───── Entries provided

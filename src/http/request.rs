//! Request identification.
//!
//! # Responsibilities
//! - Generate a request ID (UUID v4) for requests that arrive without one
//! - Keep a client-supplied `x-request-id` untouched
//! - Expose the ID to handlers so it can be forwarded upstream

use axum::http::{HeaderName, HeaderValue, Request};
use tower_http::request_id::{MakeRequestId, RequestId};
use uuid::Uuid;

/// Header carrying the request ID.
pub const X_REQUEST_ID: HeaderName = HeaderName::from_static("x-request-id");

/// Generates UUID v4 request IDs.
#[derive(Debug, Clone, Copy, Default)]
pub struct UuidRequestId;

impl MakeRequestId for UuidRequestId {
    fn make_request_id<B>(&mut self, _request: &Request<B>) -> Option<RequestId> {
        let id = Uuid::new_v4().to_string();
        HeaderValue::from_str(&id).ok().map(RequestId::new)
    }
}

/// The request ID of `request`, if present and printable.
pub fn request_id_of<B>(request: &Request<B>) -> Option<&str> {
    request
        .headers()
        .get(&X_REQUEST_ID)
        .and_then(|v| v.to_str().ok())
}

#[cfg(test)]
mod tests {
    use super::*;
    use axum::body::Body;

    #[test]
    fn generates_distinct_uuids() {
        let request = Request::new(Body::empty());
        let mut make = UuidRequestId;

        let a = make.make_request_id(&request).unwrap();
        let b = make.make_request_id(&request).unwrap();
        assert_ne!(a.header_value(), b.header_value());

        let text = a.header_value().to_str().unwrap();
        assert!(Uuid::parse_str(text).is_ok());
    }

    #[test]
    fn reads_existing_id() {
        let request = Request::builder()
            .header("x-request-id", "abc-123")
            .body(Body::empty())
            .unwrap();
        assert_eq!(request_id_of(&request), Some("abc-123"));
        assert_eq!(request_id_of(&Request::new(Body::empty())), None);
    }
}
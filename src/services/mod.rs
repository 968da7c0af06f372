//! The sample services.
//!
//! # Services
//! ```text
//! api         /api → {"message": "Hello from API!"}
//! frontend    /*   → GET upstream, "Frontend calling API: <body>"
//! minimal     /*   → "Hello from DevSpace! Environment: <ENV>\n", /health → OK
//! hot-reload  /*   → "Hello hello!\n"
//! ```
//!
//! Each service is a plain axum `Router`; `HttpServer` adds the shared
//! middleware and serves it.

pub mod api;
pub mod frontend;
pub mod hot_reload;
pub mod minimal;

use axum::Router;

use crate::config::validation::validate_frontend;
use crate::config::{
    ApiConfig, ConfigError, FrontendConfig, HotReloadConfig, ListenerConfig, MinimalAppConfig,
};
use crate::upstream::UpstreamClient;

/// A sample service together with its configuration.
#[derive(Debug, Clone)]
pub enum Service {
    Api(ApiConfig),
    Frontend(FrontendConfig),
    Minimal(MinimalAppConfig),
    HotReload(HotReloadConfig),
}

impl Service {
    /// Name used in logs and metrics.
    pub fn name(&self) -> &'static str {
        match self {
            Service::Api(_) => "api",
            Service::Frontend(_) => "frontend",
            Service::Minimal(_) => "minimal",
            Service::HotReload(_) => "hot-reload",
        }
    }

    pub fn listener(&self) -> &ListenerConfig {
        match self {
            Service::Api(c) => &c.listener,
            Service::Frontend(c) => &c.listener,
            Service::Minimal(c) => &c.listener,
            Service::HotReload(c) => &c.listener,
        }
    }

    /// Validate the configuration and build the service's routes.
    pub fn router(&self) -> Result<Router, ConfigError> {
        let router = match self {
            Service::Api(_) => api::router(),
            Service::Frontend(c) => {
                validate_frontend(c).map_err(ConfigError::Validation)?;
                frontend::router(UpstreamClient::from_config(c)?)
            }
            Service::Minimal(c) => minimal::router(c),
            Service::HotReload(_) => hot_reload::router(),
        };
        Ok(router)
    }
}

──────────

- _Work instructions_:
Return, from the data above, each line in which the string "HeaderName" appears.

- _Reply to the exercise_:
use axum::http::{HeaderName, HeaderValue, Request};
pub const X_REQUEST_ID: HeaderName = HeaderName::from_static("x-request-id");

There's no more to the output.